NaNoWriMo Prep: Character Interviews

Hello again, and welcome to the next installment of preparing for NaNoWriMo. November is barely a month away, and I hope your fingers are itching to get typing. By now you've been spending time brainstorming all kinds of ideas for things you want to include in your novel, and naturally that's going to include characters.

One of the things that drives me nuts when I'm writing is when I've forgotten a detail I know I've already written about. I can't handle having it wrong, on the off chance that I forget to go back and fix it later. So I have to stop the flow, go back in my document, and figure out what that minor character's brother's name is, or what year the main character's dog died.

Creating a "character bible," or a set of documents with information about your characters, can save you a lot of reference time. When used with character interviews, it can also deepen your understanding of a character's motivations and help you create conflict in your writing.

The writing program Scrivener has some pre-created character sheets where you can fill in what a character looks like, important dates, etc--but it's easy enough to create your own if you don't use or (gasp!) don't like Scrivener.
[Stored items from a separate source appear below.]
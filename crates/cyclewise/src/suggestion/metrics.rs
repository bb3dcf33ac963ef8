//! User-reported health metrics and their allowed ranges.

use serde::{Deserialize, Serialize};

use crate::error::{CyclewiseError, Result};

/// Inclusive bounds for one slider input.
#[derive(Debug, Clone, Copy, PartialEq, Eq, Serialize)]
pub struct MetricRange {
    /// Field name as used in requests.
    pub field: &'static str,
    /// Label shown next to the slider.
    pub label: &'static str,
    pub min: u8,
    pub max: u8,
}

impl MetricRange {
    pub const CYCLE_LENGTH: MetricRange = MetricRange {
        field: "cycle_length",
        label: "Cycle Length (days)",
        min: 21,
        max: 35,
    };

    pub const BLEEDING_DURATION: MetricRange = MetricRange {
        field: "bleeding_duration",
        label: "Bleeding Duration (days)",
        min: 1,
        max: 7,
    };

    pub const SLEEP_HOURS: MetricRange = MetricRange {
        field: "sleep_hours",
        label: "Sleep Hours per Night",
        min: 3,
        max: 12,
    };

    pub const STRESS_LEVEL: MetricRange = MetricRange {
        field: "stress_level",
        label: "Stress Level (1-10)",
        min: 1,
        max: 10,
    };

    pub const EXERCISE_FREQUENCY: MetricRange = MetricRange {
        field: "exercise_frequency",
        label: "Exercise Frequency per Week",
        min: 0,
        max: 7,
    };

    /// All ranges, in form order.
    pub const ALL: [MetricRange; 5] = [
        Self::CYCLE_LENGTH,
        Self::BLEEDING_DURATION,
        Self::SLEEP_HOURS,
        Self::STRESS_LEVEL,
        Self::EXERCISE_FREQUENCY,
    ];

    /// Check a value against this range.
    pub fn check(&self, value: i64) -> Result<u8> {
        if value < i64::from(self.min) || value > i64::from(self.max) {
            return Err(CyclewiseError::InvalidMetric {
                field: self.field,
                value,
                min: i64::from(self.min),
                max: i64::from(self.max),
            });
        }
        Ok(value as u8)
    }
}

/// Unvalidated metrics as they arrive from a form or the command line.
#[derive(Debug, Clone, Copy, PartialEq, Eq, Serialize, Deserialize)]
pub struct MetricsInput {
    pub cycle_length: i64,
    pub bleeding_duration: i64,
    pub sleep_hours: i64,
    pub stress_level: i64,
    pub exercise_frequency: i64,
}

/// One interaction's worth of user metrics.
///
/// Every field is within its [`MetricRange`]; values are fixed once built.
#[derive(Debug, Clone, Copy, PartialEq, Eq, Hash, Serialize, Deserialize)]
#[serde(try_from = "MetricsInput")]
pub struct UserMetrics {
    cycle_length: u8,
    bleeding_duration: u8,
    sleep_hours: u8,
    stress_level: u8,
    exercise_frequency: u8,
}

impl UserMetrics {
    /// Validate and build a metrics record.
    pub fn new(
        cycle_length: i64,
        bleeding_duration: i64,
        sleep_hours: i64,
        stress_level: i64,
        exercise_frequency: i64,
    ) -> Result<Self> {
        Ok(Self {
            cycle_length: MetricRange::CYCLE_LENGTH.check(cycle_length)?,
            bleeding_duration: MetricRange::BLEEDING_DURATION.check(bleeding_duration)?,
            sleep_hours: MetricRange::SLEEP_HOURS.check(sleep_hours)?,
            stress_level: MetricRange::STRESS_LEVEL.check(stress_level)?,
            exercise_frequency: MetricRange::EXERCISE_FREQUENCY.check(exercise_frequency)?,
        })
    }

    pub fn cycle_length(&self) -> u8 {
        self.cycle_length
    }

    pub fn bleeding_duration(&self) -> u8 {
        self.bleeding_duration
    }

    pub fn sleep_hours(&self) -> u8 {
        self.sleep_hours
    }

    pub fn stress_level(&self) -> u8 {
        self.stress_level
    }

    pub fn exercise_frequency(&self) -> u8 {
        self.exercise_frequency
    }
}

impl Default for UserMetrics {
    /// Every slider at its minimum, as a fresh form shows it.
    fn default() -> Self {
        Self {
            cycle_length: MetricRange::CYCLE_LENGTH.min,
            bleeding_duration: MetricRange::BLEEDING_DURATION.min,
            sleep_hours: MetricRange::SLEEP_HOURS.min,
            stress_level: MetricRange::STRESS_LEVEL.min,
            exercise_frequency: MetricRange::EXERCISE_FREQUENCY.min,
        }
    }
}

impl TryFrom<MetricsInput> for UserMetrics {
    type Error = CyclewiseError;

    fn try_from(input: MetricsInput) -> Result<Self> {
        Self::new(
            input.cycle_length,
            input.bleeding_duration,
            input.sleep_hours,
            input.stress_level,
            input.exercise_frequency,
        )
    }
}
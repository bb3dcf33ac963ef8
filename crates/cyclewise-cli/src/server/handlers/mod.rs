//! API request handlers.

mod data;
mod session;
mod suggestions;

pub use data::*;
pub use session::*;
pub use suggestions::*;
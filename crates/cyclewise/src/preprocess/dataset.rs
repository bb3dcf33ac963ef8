//! The cleaned, normalized output of preprocessing.

use std::fmt;
use std::io::Write;

use serde::{Deserialize, Serialize};

use crate::error::Result;
use crate::schema::{ColumnClassification, ColumnReport};

/// Why a column could not be rescaled.
#[derive(Debug, Clone, Copy, PartialEq, Eq, Serialize, Deserialize)]
#[serde(rename_all = "snake_case")]
pub enum DegenerateReason {
    /// All values are equal, so the standard deviation is zero.
    ZeroVariance,
    /// The column has no present values to derive a statistic from.
    NoValues,
    /// Mean or standard deviation is not a finite number.
    NonFiniteStatistics,
}

/// Raised when a column is zero-filled instead of rescaled.
///
/// This never aborts preprocessing; it travels with the processed dataset.
#[derive(Debug, Clone, PartialEq, Eq, Serialize, Deserialize)]
pub struct DegenerateColumnWarning {
    pub column: String,
    pub reason: DegenerateReason,
}

impl fmt::Display for DegenerateColumnWarning {
    fn fmt(&self, f: &mut fmt::Formatter<'_>) -> fmt::Result {
        match self.reason {
            DegenerateReason::ZeroVariance => write!(
                f,
                "Column '{}' has zero variance; its normalized values were set to 0",
                self.column
            ),
            DegenerateReason::NonFiniteStatistics => write!(
                f,
                "Column '{}' has non-finite statistics; its normalized values were set to 0",
                self.column
            ),
            DegenerateReason::NoValues => write!(
                f,
                "Column '{}' has no values; it was filled with a placeholder",
                self.column
            ),
        }
    }
}

/// Complete cells of one processed column.
#[derive(Debug, Clone, PartialEq)]
pub enum ProcessedValues {
    Numeric(Vec<f64>),
    Text(Vec<String>),
}

impl ProcessedValues {
    pub fn len(&self) -> usize {
        match self {
            ProcessedValues::Numeric(values) => values.len(),
            ProcessedValues::Text(values) => values.len(),
        }
    }

    pub fn is_empty(&self) -> bool {
        self.len() == 0
    }

    /// Numeric values, if this is a numeric column.
    pub fn as_numeric(&self) -> Option<&[f64]> {
        match self {
            ProcessedValues::Numeric(values) => Some(values),
            ProcessedValues::Text(_) => None,
        }
    }

    /// Text values, if this is a non-numeric column.
    pub fn as_text(&self) -> Option<&[String]> {
        match self {
            ProcessedValues::Numeric(_) => None,
            ProcessedValues::Text(values) => Some(values),
        }
    }

    fn display_cell(&self, row: usize) -> String {
        match self {
            ProcessedValues::Numeric(values) => {
                values.get(row).map(|v| v.to_string()).unwrap_or_default()
            }
            ProcessedValues::Text(values) => values.get(row).cloned().unwrap_or_default(),
        }
    }
}

/// A named processed column.
#[derive(Debug, Clone, PartialEq)]
pub struct ProcessedColumn {
    pub name: String,
    pub values: ProcessedValues,
}

/// Header plus the first rows of a processed dataset, rendered as text.
#[derive(Debug, Clone, Serialize, Deserialize)]
pub struct DataPreview {
    /// Column headers.
    pub headers: Vec<String>,
    /// Data rows (first N rows).
    pub rows: Vec<Vec<String>>,
    /// Total row count in the dataset.
    pub total_rows: usize,
    /// Whether the data was truncated.
    pub truncated: bool,
}

/// Dataset with imputed and z-score normalized columns.
///
/// Has the same columns, in the same order, and the same row count as the
/// raw dataset it was produced from. No cell is missing.
#[derive(Debug, Clone, PartialEq)]
pub struct ProcessedDataset {
    columns: Vec<ProcessedColumn>,
    row_count: usize,
    classification: ColumnClassification,
    reports: Vec<ColumnReport>,
    warnings: Vec<DegenerateColumnWarning>,
}

impl ProcessedDataset {
    pub(crate) fn new(
        columns: Vec<ProcessedColumn>,
        row_count: usize,
        classification: ColumnClassification,
        reports: Vec<ColumnReport>,
        warnings: Vec<DegenerateColumnWarning>,
    ) -> Self {
        Self {
            columns,
            row_count,
            classification,
            reports,
            warnings,
        }
    }

    pub fn columns(&self) -> &[ProcessedColumn] {
        &self.columns
    }

    /// Get a column by name.
    pub fn column(&self, name: &str) -> Option<&ProcessedColumn> {
        self.columns.iter().find(|c| c.name == name)
    }

    pub fn column_count(&self) -> usize {
        self.columns.len()
    }

    pub fn row_count(&self) -> usize {
        self.row_count
    }

    /// The classification computed while processing.
    pub fn classification(&self) -> &ColumnClassification {
        &self.classification
    }

    /// One report per column, in header order.
    pub fn report(&self) -> &[ColumnReport] {
        &self.reports
    }

    /// Degenerate-column signals raised while processing.
    pub fn warnings(&self) -> &[DegenerateColumnWarning] {
        &self.warnings
    }

    /// Total number of cells that were filled in.
    pub fn imputed_count(&self) -> usize {
        self.reports.iter().map(|r| r.imputed).sum()
    }

    /// Header and the first `limit` rows rendered as text.
    pub fn preview(&self, limit: usize) -> DataPreview {
        let shown = self.row_count.min(limit);
        let rows = (0..shown)
            .map(|row| self.columns.iter().map(|c| c.values.display_cell(row)).collect())
            .collect();

        DataPreview {
            headers: self.columns.iter().map(|c| c.name.clone()).collect(),
            rows,
            total_rows: self.row_count,
            truncated: self.row_count > limit,
        }
    }

    /// Write the processed data as comma-separated values.
    pub fn write_csv<W: Write>(&self, writer: W) -> Result<()> {
        let mut writer = csv::Writer::from_writer(writer);

        writer.write_record(self.columns.iter().map(|c| c.name.as_str()))?;
        for row in 0..self.row_count {
            writer.write_record(self.columns.iter().map(|c| c.values.display_cell(row)))?;
        }

        writer.flush().map_err(csv::Error::from)?;
        Ok(())
    }
}
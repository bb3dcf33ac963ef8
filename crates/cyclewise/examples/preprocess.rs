//! Example: Preprocess a cycle log and print suggestions.
//!
//! Usage:
//!   cargo run --example preprocess -- <file_path> [sleep stress exercise]
//!
//! Example:
//!   cargo run --example preprocess -- cycles.csv 6 8 2

use std::env;
use std::path::Path;

use cyclewise::{SessionContext, UserMetrics};

fn main() -> cyclewise::Result<()> {
    let args: Vec<String> = env::args().collect();

    if args.len() < 2 {
        eprintln!("Usage: cargo run --example preprocess -- <file_path> [sleep stress exercise]");
        std::process::exit(1);
    }

    let file_path = &args[1];
    let path = Path::new(file_path);

    let numbers: Vec<i64> = args[2..].iter().filter_map(|a| a.parse().ok()).collect();
    let (sleep, stress, exercise) = match numbers.as_slice() {
        [sleep, stress, exercise, ..] => (*sleep, *stress, *exercise),
        _ => (7, 5, 3),
    };

    let separator = "=".repeat(80);
    println!("{}", separator);
    println!("Cyclewise: {}", file_path);
    println!("{}", separator);
    println!();

    let mut session = SessionContext::new();
    let loaded = session.upload_file(path)?;

    println!("## Source");
    println!("  File: {}", loaded.source.file);
    println!("  Format: {}", loaded.source.format);
    println!("  Rows: {}", loaded.source.row_count);
    println!("  Columns: {}", loaded.source.column_count);
    println!("  Hash: {}", loaded.source.hash);
    println!();

    println!("## Columns");
    for report in loaded.processed.report() {
        println!(
            "  {:20} {:12} imputed={:<4} fill={}",
            report.name,
            report.kind.label(),
            report.imputed,
            report.fill_value.as_deref().unwrap_or("-")
        );
    }
    println!();

    if !loaded.processed.warnings().is_empty() {
        println!("## Warnings");
        for warning in loaded.processed.warnings() {
            println!("  {}", warning);
        }
        println!();
    }

    println!("## Preview");
    let preview = loaded.processed.preview(5);
    println!("  {}", preview.headers.join(" | "));
    for row in &preview.rows {
        println!("  {}", row.join(" | "));
    }
    println!();

    let metrics = UserMetrics::new(28, 5, sleep, stress, exercise)?;
    println!("## Suggestions (sleep={}, stress={}, exercise={})", sleep, stress, exercise);
    print!("{}", session.respond(&metrics));

    Ok(())
}
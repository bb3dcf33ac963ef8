//! Session lifecycle and rendering of what the user sees.

mod context;
mod render;

pub use context::SessionContext;
pub use render::{NO_SUGGESTIONS, Rendered, SUGGESTIONS_HEADER, UPLOAD_WARNING};
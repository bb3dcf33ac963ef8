//! Preprocess command - impute, normalize, and report.

use std::io;
use std::path::PathBuf;

use colored::Colorize;
use cyclewise::Cyclewise;

use crate::cli::InputArgs;

pub fn run(
    file: PathBuf,
    json_output: bool,
    emit_csv: bool,
    input: InputArgs,
) -> Result<(), Box<dyn std::error::Error>> {
    let engine = Cyclewise::with_config(input.config()?);
    let loaded = engine.load(&file)?;

    if emit_csv {
        let stdout = io::stdout();
        loaded.processed.write_csv(stdout.lock())?;
        return Ok(());
    }

    let summary = loaded.summary();

    if json_output {
        println!("{}", serde_json::to_string_pretty(&summary)?);
        return Ok(());
    }

    println!(
        "{} {}",
        "Preprocessed".cyan().bold(),
        summary.file.white()
    );
    println!(
        "  {} rows, {} columns ({} numeric, {} non-numeric), {} cells imputed",
        summary.rows,
        summary.columns,
        summary.numeric_columns.len(),
        summary.non_numeric_columns.len(),
        summary.imputed_cells
    );
    println!();
    println!("{}", "Columns:".yellow().bold());

    for column in &summary.report {
        let kind = if column.kind.is_numeric() {
            column.kind.label().blue()
        } else {
            column.kind.label().magenta()
        };

        let fill = match &column.fill_value {
            Some(value) => format!("{} filled with '{}'", column.imputed, value),
            None => "complete".to_string(),
        };

        let scaling = match &column.scaling {
            Some(stats) if !column.degenerate => {
                format!("mean {:.4}, std {:.4}", stats.mean, stats.std)
            }
            _ => String::new(),
        };

        println!(
            "  {:<24} {:<12} {:<28} {}",
            column.name.white(),
            kind,
            fill,
            scaling.dimmed()
        );
    }

    if !summary.warnings.is_empty() {
        println!();
        for warning in &summary.warnings {
            println!("{} {}", "Warning:".yellow(), warning);
        }
    }

    Ok(())
}
//! Text rendering of interaction outcomes.

use std::fmt;

use serde::Serialize;

use crate::error::{CyclewiseError, Result};
use crate::suggestion::SuggestionList;

/// Shown when no file has been uploaded.
pub const UPLOAD_WARNING: &str = "Please upload a CSV file.";
/// Heading above the suggestion bullets.
pub const SUGGESTIONS_HEADER: &str = "Here are some suggestions for you:";
/// Shown when no rule fired.
pub const NO_SUGGESTIONS: &str = "No specific suggestions at this time.";

/// What the user sees after one interaction.
#[derive(Debug, Clone, PartialEq, Eq, Serialize)]
#[serde(tag = "kind", rename_all = "snake_case")]
pub enum Rendered {
    /// A recoverable condition, such as a missing upload.
    Warning { message: String },
    /// Suggestions were computed, possibly none.
    Suggestions { suggestions: SuggestionList },
    /// Anything else went wrong; the message is safe to display.
    Error { message: String },
}

impl Rendered {
    /// Render the outcome of a suggestion request.
    pub fn from_result(result: Result<SuggestionList>) -> Self {
        match result {
            Ok(suggestions) => Rendered::Suggestions { suggestions },
            Err(err) => Self::from_error(&err),
        }
    }

    /// Render an error as a warning or an error message.
    pub fn from_error(err: &CyclewiseError) -> Self {
        if err.is_warning() {
            Rendered::Warning {
                message: UPLOAD_WARNING.to_string(),
            }
        } else {
            Rendered::Error {
                message: err.to_string(),
            }
        }
    }

    /// The output as display lines.
    pub fn lines(&self) -> Vec<String> {
        match self {
            Rendered::Warning { message } | Rendered::Error { message } => vec![message.clone()],
            Rendered::Suggestions { suggestions } if suggestions.is_empty() => {
                vec![NO_SUGGESTIONS.to_string()]
            }
            Rendered::Suggestions { suggestions } => {
                let mut lines = Vec::with_capacity(suggestions.len() + 1);
                lines.push(SUGGESTIONS_HEADER.to_string());
                lines.extend(suggestions.iter().map(|s| format!("- {}", s.text)));
                lines
            }
        }
    }
}

impl fmt::Display for Rendered {
    fn fmt(&self, f: &mut fmt::Formatter<'_>) -> fmt::Result {
        for line in self.lines() {
            writeln!(f, "{}", line)?;
        }
        Ok(())
    }
}

#[cfg(test)]
mod tests {
    use super::*;
    use crate::suggestion::SuggestionKind;

    #[test]
    fn test_render_bullets_after_header() {
        let suggestions: SuggestionList = [SuggestionKind::Exercise, SuggestionKind::Sleep]
            .into_iter()
            .collect();
        let rendered = Rendered::from_result(Ok(suggestions));

        assert_eq!(
            rendered.lines(),
            vec![
                SUGGESTIONS_HEADER.to_string(),
                "- Incorporate more physical activity to help balance your hormones.".to_string(),
                "- Aim to get at least 7-8 hours of sleep to maintain hormonal balance.".to_string(),
            ]
        );
    }

    #[test]
    fn test_render_empty_list() {
        let rendered = Rendered::from_result(Ok(SuggestionList::new()));
        assert_eq!(rendered.to_string(), format!("{}\n", NO_SUGGESTIONS));
    }

    #[test]
    fn test_missing_input_is_a_warning() {
        let rendered = Rendered::from_result(Err(CyclewiseError::MissingInput));
        assert_eq!(
            rendered,
            Rendered::Warning {
                message: UPLOAD_WARNING.to_string()
            }
        );
    }

    #[test]
    fn test_other_errors_are_messages() {
        let rendered = Rendered::from_error(&CyclewiseError::EmptyDataset);
        assert!(matches!(rendered, Rendered::Error { .. }));
        assert_eq!(rendered.lines(), vec!["The uploaded dataset has no data rows"]);
    }
}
Take your main character. Make all the notes you need about things like what color their hair is, or when they graduated from high school. But then go deeper. "Ask" your character about their relationship with their parents. Their siblings. Who was their favorite teacher in school? WHY? How did they choose their career?

Go more specific to your book. If you know that you are going to kill one of the main character's friends, ask about them! Why are they friends? What will it mean to have that friend gone?
Figuring out these feelings helps you develop individual character voices as well as their unique feelings towards important events. Then when you sit down to write these events you have a feeling for how your characters would react, and how that might propel the rest of your plot.

Obviously there is room to be surprised, which is one of the most fun things about writing. It's okay if while writing you have an epiphany that completely changes things. But at least you are thinking about your characters and their feelings instead of writing a machine that just goes through plot.

An example from my very first NaNo project:
My main character was a 20-year-old girl who lived at home, and the main focus of the book was on having her open up to experiences that would allow her to leave home and strike out on her own.
She needed a reason to have stayed at home in the first place, so I killed her mother and made her dad a widower. Now she's sympathetic! She stayed home to be with her dad so he wouldn't be lonely!

And not a single time in the whole book did she have any feelings toward her mother whatsoever.

So when I rewrote the book, I talked to her. I learned that not having a mom made her feel isolated, which informed her choice of friends. She felt great pressure to go to the same university as her parents, because of how her dad felt about meeting her mother there. And on, and on. It made the book and character so much richer.